Gwizdowski ready to take the reins

Posted in hockey, sports reporting with tags , , , , , , on August 15, 2008 by gkulaga

Alan “Gwiz” Gwizdowski wears many hats. He’s a talented photographer, graphic designer, student, marathon runner and golfer. But the most important piece of headgear he’ll be donning this Fall is his hockey helmet. Gwizdowski has been handed the captaincy of the Emerson hockey team, and he’s not taking the task lightly.

“No matter how busy I am with school, once we step on the ice it becomes all about hockey,” Gwiz said. “I don’t even think about anything else.”

Quiet by nature, Gwizdowski lets his stick and skates do most of the talking, delivering timely offense in critical games and giving 100% at every practice. He has worn the “A” as Emerson’s assistant captain for the past two seasons, earning his honors through skillful play and a fierce commitment to conditioning.

“He does the right thing, all the time, and that’s the epitome of captain material,” said former captain Matt Porter.

Gwiz met all his predecessor’s criteria for someone he’d want captaining the team:

Nearly insane amount of love for the game?

Check.

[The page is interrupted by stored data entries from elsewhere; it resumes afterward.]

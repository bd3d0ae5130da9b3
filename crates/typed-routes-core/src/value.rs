//! The dynamic value model shared by all codecs.
//!
//! Route path variables and query parameters are heterogeneous at runtime
//! (a number here, a date there), so codecs convert between text and a
//! single [`Value`] enum rather than a generic type parameter. Each variant
//! corresponds to the domain of one built-in codec family.

use std::fmt;

use chrono::{DateTime, SecondsFormat, Utc};

/// A typed value carried through codec encoding and decoding.
#[derive(Debug, Clone, PartialEq)]
pub enum Value {
    /// The null value, produced by the `null(...)` wrapper codec.
    Null,
    /// The absent value, produced by the `undefined(...)` wrapper codec.
    Undefined,
    /// A boolean, produced by the Boolean codec.
    Bool(bool),
    /// A number, produced by the Number codec. `NaN` is never stored; the
    /// Number codec rejects it on both sides.
    Number(f64),
    /// A string, produced by the String codec.
    String(String),
    /// A UTC date, produced by the Date codec.
    Date(DateTime<Utc>),
    /// A sequence of values, produced by the array codec.
    Array(Vec<Value>),
}

/// Formats a number the way URL text expects it: infinities render as
/// `Infinity`/`-Infinity`, everything else uses the shortest decimal form
/// (`1.0` becomes `"1"`, `0.5` stays `"0.5"`).
pub fn format_number(value: f64) -> String {
    if value.is_infinite() {
        if value.is_sign_positive() {
            "Infinity".to_string()
        } else {
            "-Infinity".to_string()
        }
    } else {
        value.to_string()
    }
}

impl Value {
    /// Returns a short, human-readable name for this value's type, used in
    /// encode error messages.
    pub const fn type_name(&self) -> &'static str {
        match self {
            Self::Null => "null",
            Self::Undefined => "undefined",
            Self::Bool(_) => "boolean",
            Self::Number(_) => "number",
            Self::String(_) => "string",
            Self::Date(_) => "date",
            Self::Array(_) => "array",
        }
    }

    /// Returns the boolean if this is a [`Value::Bool`].
    pub const fn as_bool(&self) -> Option<bool> {
        match self {
            Self::Bool(b) => Some(*b),
            _ => None,
        }
    }

    /// Returns the number if this is a [`Value::Number`].
    pub const fn as_number(&self) -> Option<f64> {
        match self {
            Self::Number(n) => Some(*n),
            _ => None,
        }
    }

    /// Returns the string slice if this is a [`Value::String`].
    pub fn as_str(&self) -> Option<&str> {
        match self {
            Self::String(s) => Some(s),
            _ => None,
        }
    }

    /// Returns the date if this is a [`Value::Date`].
    pub const fn as_date(&self) -> Option<DateTime<Utc>> {
        match self {
            Self::Date(d) => Some(*d),
            _ => None,
        }
    }

    /// Returns the element slice if this is a [`Value::Array`].
    pub fn as_array(&self) -> Option<&[Self]> {
        match self {
            Self::Array(items) => Some(items),
            _ => None,
        }
    }

    /// Returns `true` if this is [`Value::Null`].
    pub const fn is_null(&self) -> bool {
        matches!(self, Self::Null)
    }

    /// Returns `true` if this is [`Value::Undefined`].
    pub const fn is_undefined(&self) -> bool {
        matches!(self, Self::Undefined)
    }
}

impl fmt::Display for Value {
    fn fmt(&self, f: &mut fmt::Formatter<'_>) -> fmt::Result {
        match self {
            Self::Null => write!(f, "null"),
            Self::Undefined => write!(f, "undefined"),
            Self::Bool(b) => write!(f, "{b}"),
            Self::Number(n) => write!(f, "{}", format_number(*n)),
            Self::String(s) => write!(f, "{s}"),
            Self::Date(d) => write!(f, "{}", d.to_rfc3339_opts(SecondsFormat::Millis, true)),
            Self::Array(items) => {
                write!(f, "[")?;
                for (i, item) in items.iter().enumerate() {
                    if i > 0 {
                        write!(f, ",")?;
                    }
                    write!(f, "{item}")?;
                }
                write!(f, "]")
            }
        }
    }
}

impl From<bool> for Value {
    fn from(b: bool) -> Self {
        Self::Bool(b)
    }
}

impl From<f64> for Value {
    fn from(n: f64) -> Self {
        Self::Number(n)
    }
}

impl From<i64> for Value {
    #[allow(clippy::cast_precision_loss)]
    fn from(n: i64) -> Self {
        Self::Number(n as f64)
    }
}

impl From<i32> for Value {
    fn from(n: i32) -> Self {
        Self::Number(f64::from(n))
    }
}

impl From<u32> for Value {
    fn from(n: u32) -> Self {
        Self::Number(f64::from(n))
    }
}

impl From<&str> for Value {
    fn from(s: &str) -> Self {
        Self::String(s.to_string())
    }
}

impl From<String> for Value {
    fn from(s: String) -> Self {
        Self::String(s)
    }
}

impl From<DateTime<Utc>> for Value {
    fn from(d: DateTime<Utc>) -> Self {
        Self::Date(d)
    }
}

impl From<Vec<Value>> for Value {
    fn from(items: Vec<Value>) -> Self {
        Self::Array(items)
    }
}

#[cfg(test)]
mod tests {
    use super::*;
    use chrono::TimeZone;

    #[test]
    fn test_from_impls() {
        assert_eq!(Value::from(true), Value::Bool(true));
        assert_eq!(Value::from(1), Value::Number(1.0));
        assert_eq!(Value::from(0.5), Value::Number(0.5));
        assert_eq!(Value::from("x"), Value::String("x".to_string()));
        assert_eq!(
            Value::from(vec![Value::from(1), Value::from(2)]),
            Value::Array(vec![Value::Number(1.0), Value::Number(2.0)])
        );
    }

    #[test]
    fn test_accessors() {
        assert_eq!(Value::Bool(true).as_bool(), Some(true));
        assert_eq!(Value::Number(2.0).as_number(), Some(2.0));
        assert_eq!(Value::String("hi".into()).as_str(), Some("hi"));
        assert_eq!(Value::Null.as_bool(), None);
        assert!(Value::Null.is_null());
        assert!(Value::Undefined.is_undefined());
        assert!(!Value::Bool(false).is_null());
    }

    #[test]
    fn test_type_name() {
        assert_eq!(Value::Bool(true).type_name(), "boolean");
        assert_eq!(Value::Number(1.0).type_name(), "number");
        assert_eq!(Value::String(String::new()).type_name(), "string");
        assert_eq!(Value::Array(vec![]).type_name(), "array");
        assert_eq!(Value::Null.type_name(), "null");
        assert_eq!(Value::Undefined.type_name(), "undefined");
    }

    #[test]
    fn test_format_number() {
        assert_eq!(format_number(1.0), "1");
        assert_eq!(format_number(0.5), "0.5");
        assert_eq!(format_number(-0.1), "-0.1");
        assert_eq!(format_number(f64::INFINITY), "Infinity");
        assert_eq!(format_number(f64::NEG_INFINITY), "-Infinity");
    }

    #[test]
    fn test_display() {
        assert_eq!(Value::Bool(false).to_string(), "false");
        assert_eq!(Value::Number(3.0).to_string(), "3");
        assert_eq!(Value::String("abc".into()).to_string(), "abc");
        assert_eq!(Value::Null.to_string(), "null");
        let date = Utc.with_ymd_and_hms(2024, 5, 1, 12, 0, 0).unwrap();
        assert_eq!(Value::Date(date).to_string(), "2024-05-01T12:00:00.000Z");
        assert_eq!(
            Value::Array(vec![Value::from(1), Value::from(2)]).to_string(),
            "[1,2]"
        );
    }
}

Gwizdowski’s been on skates since he’s been a tot, and still gets excited when the lagoon in the Public Garden freezes over.

Never wavers in dedication to the club?

Check. He’s had to miss a few games and practices for school activities, but how many of those opportunities did he sacrifice because there was a road game and he was one of the few players on the team who had certification to drive an athletics van?

Extreme confidence, intelligence and aware of the people around him, their needs, abilities and possible shortcomings?

Check. When he’s on the bench, he studies his teammates. If he notices something that could help their game, when they hop back over the boards, he gives them tips for improvement.

Believes in the team and is a positive force without losing his realness?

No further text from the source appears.